Клиффорд стоял против дочери; он пристально смотрел на нее и, по указанию Джекоба, делал таинственные пассы. Он казался до того смешным при этом, что Бенита с величайшим трудом сдерживала смех. Только такое действие и произвели на нее его гримасы и жесты, хотя наружно она сохраняла торжественный вид и время от времени закрывала глаза, чтобы ободрить отца. Раз, когда девушка снова подняла веки, он увидела, что старику страшно жарко, и что он очень устал. Джекоб же смотрел на него с такой неприятной настойчивостью, что Бенита снова закрыла глаза, не желая видеть его лица.

Вскоре после этого она почувствовала, будто что-то нежное, неуловимое закралось в ее мозг, что-то баюкало ее, как звук материнской колыбельной песни в прошедшие годы.
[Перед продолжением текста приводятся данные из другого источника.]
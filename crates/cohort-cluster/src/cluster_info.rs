//! Lookup tables for the configured nodes of a cluster.

use std::collections::BTreeMap;

use cohort_types::{Node, NodeType};

use crate::{ConfiguredNode, Distribution, Error, NodeInfo, Result};

/// Configured nodes and their runtime records, keyed for ordered lookup.
#[derive(Debug, Clone, Default)]
pub struct ClusterInfo {
    configured: BTreeMap<u16, ConfiguredNode>,
    infos: BTreeMap<Node, NodeInfo>,
}

impl ClusterInfo {
    /// Replaces the node set.
    ///
    /// Records of indices that stay keep their reported and wanted states.
    /// Validation happens before anything changes, so an error leaves the
    /// previous node set in place.
    pub fn set_nodes(
        &mut self,
        configured: &[ConfiguredNode],
        distribution: &Distribution,
    ) -> Result<()> {
        let mut next = BTreeMap::new();
        for node in configured {
            if distribution.group_for_node(node.index).is_none() {
                return Err(Error::UngroupedNode(node.index));
            }
            if next.insert(node.index, *node).is_some() {
                return Err(Error::DuplicateNode(node.index));
            }
        }

        self.infos.retain(|node, _| next.contains_key(&node.index));
        for configured_node in next.values() {
            let group = distribution.group_for_node(configured_node.index);
            for node_type in NodeType::ALL {
                let node = Node::new(node_type, configured_node.index);
                self.infos
                    .entry(node)
                    .and_modify(|info| {
                        info.set_configured(*configured_node);
                        info.set_group(group);
                    })
                    .or_insert_with(|| NodeInfo::new(node, *configured_node, group));
            }
        }
        self.configured = next;
        Ok(())
    }

    /// Points every record at its group in a new distribution.
    pub(crate) fn assign_groups(&mut self, distribution: &Distribution) {
        for info in self.infos.values_mut() {
            info.set_group(distribution.group_for_node(info.node_index()));
        }
    }

    /// True once every configured node has reported since the last clear.
    pub fn all_states_reported(&self) -> bool {
        self.infos.values().all(|info| info.reported_state().is_some())
    }

    pub fn node_info(&self, node: Node) -> Option<&NodeInfo> {
        self.infos.get(&node)
    }

    pub fn node_info_mut(&mut self, node: Node) -> Option<&mut NodeInfo> {
        self.infos.get_mut(&node)
    }

    pub fn has_configured_node(&self, index: u16) -> bool {
        self.configured.contains_key(&index)
    }

    pub fn configured_nodes(&self) -> &BTreeMap<u16, ConfiguredNode> {
        &self.configured
    }

    pub fn all_node_infos(&self) -> impl Iterator<Item = &NodeInfo> {
        self.infos.values()
    }

    pub(crate) fn all_node_infos_mut(&mut self) -> impl Iterator<Item = &mut NodeInfo> {
        self.infos.values_mut()
    }

    pub fn storage_node_infos(&self) -> impl Iterator<Item = &NodeInfo> {
        self.infos.values().filter(|info| info.is_storage())
    }

    pub fn distributor_node_infos(&self) -> impl Iterator<Item = &NodeInfo> {
        self.infos.values().filter(|info| info.is_distributor())
    }
}
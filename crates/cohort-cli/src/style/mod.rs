//! Terminal styling: semantic colors, message helpers and tables.

use std::sync::atomic::{AtomicBool, Ordering};

pub mod colors;
pub mod output;
pub mod table;

pub use output::*;
pub use table::*;

static NO_COLOR: AtomicBool = AtomicBool::new(false);

/// Disables colors for the rest of the process when `value` is set.
///
/// The `NO_COLOR` environment variable has the same effect.
pub fn set_no_color(value: bool) {
    let from_env = std::env::var_os("NO_COLOR").is_some_and(|v| !v.is_empty());
    NO_COLOR.store(value || from_env, Ordering::SeqCst);
}

pub fn no_color() -> bool {
    NO_COLOR.load(Ordering::SeqCst)
}
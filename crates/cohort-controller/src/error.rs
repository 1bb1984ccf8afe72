//! Error types for the coordinator.

use thiserror::Error;

/// Coordinator errors.
///
/// Dropped reports and policy denials are not errors.
#[derive(Error, Debug)]
pub enum Error {
    /// Topology error.
    #[error("Cluster error: {0}")]
    Cluster(#[from] cohort_cluster::Error),

    /// A cluster state could not be built.
    #[error("Cluster state error: {0}")]
    State(#[from] cohort_types::ParseError),

    /// The next version would not fit in a `u32`.
    #[error("Cluster state version {0} cannot be advanced")]
    VersionExhausted(u32),

    /// A candidate that already carries a version.
    #[error("Candidate cluster state already has version {0}")]
    CandidateAlreadyVersioned(u32),

    /// A merge completion ratio outside `[0, 1]`.
    #[error("Invalid merge completion ratio {0} (must be within [0, 1])")]
    InvalidMergeCompletionRatio(f64),

    /// The durable store failed.
    #[error("State store error: {0}")]
    Store(String),

    /// Configuration error.
    #[error("Configuration error: {0}")]
    Config(#[from] cohort_config::ConfigError),
}

/// Result type for coordinator operations.
pub type Result<T> = std::result::Result<T, Error>;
Ей представилось, что она путешественник, заблудившийся в альпийских снегах, что ее окружает снег, все падает и падает мириадами хлопьев, и что в каждом из них маленькая огненная сердцевина. Ей вспомнилось, что засыпать под снегом опасно, что жертве снега нужно подняться, так как в противном случае она умрет.

Бенита поднялась вовремя, как раз вовремя. Теперь она стояла на краю пропасти, куда принесли ее крылья лебедей, под ее ногами зияла темная бездна, и в ее глубине бродили темные фигуры с лампочками, в которых должны были гореть их сердца. О, до чего отяжелели ее веки. На них, конечно, висели гири, золотые гири… Вот глаза открылись, и она увидела, что ее отец перестал делать движения, он отирал лоб красным носовым платком, но за ним стоял Мейер, вытянув вперед неподвижные руки и устремив на ее лицо пылающий взгляд. Сделав усилие, Бенита вскочила и потрясла головой, как собака.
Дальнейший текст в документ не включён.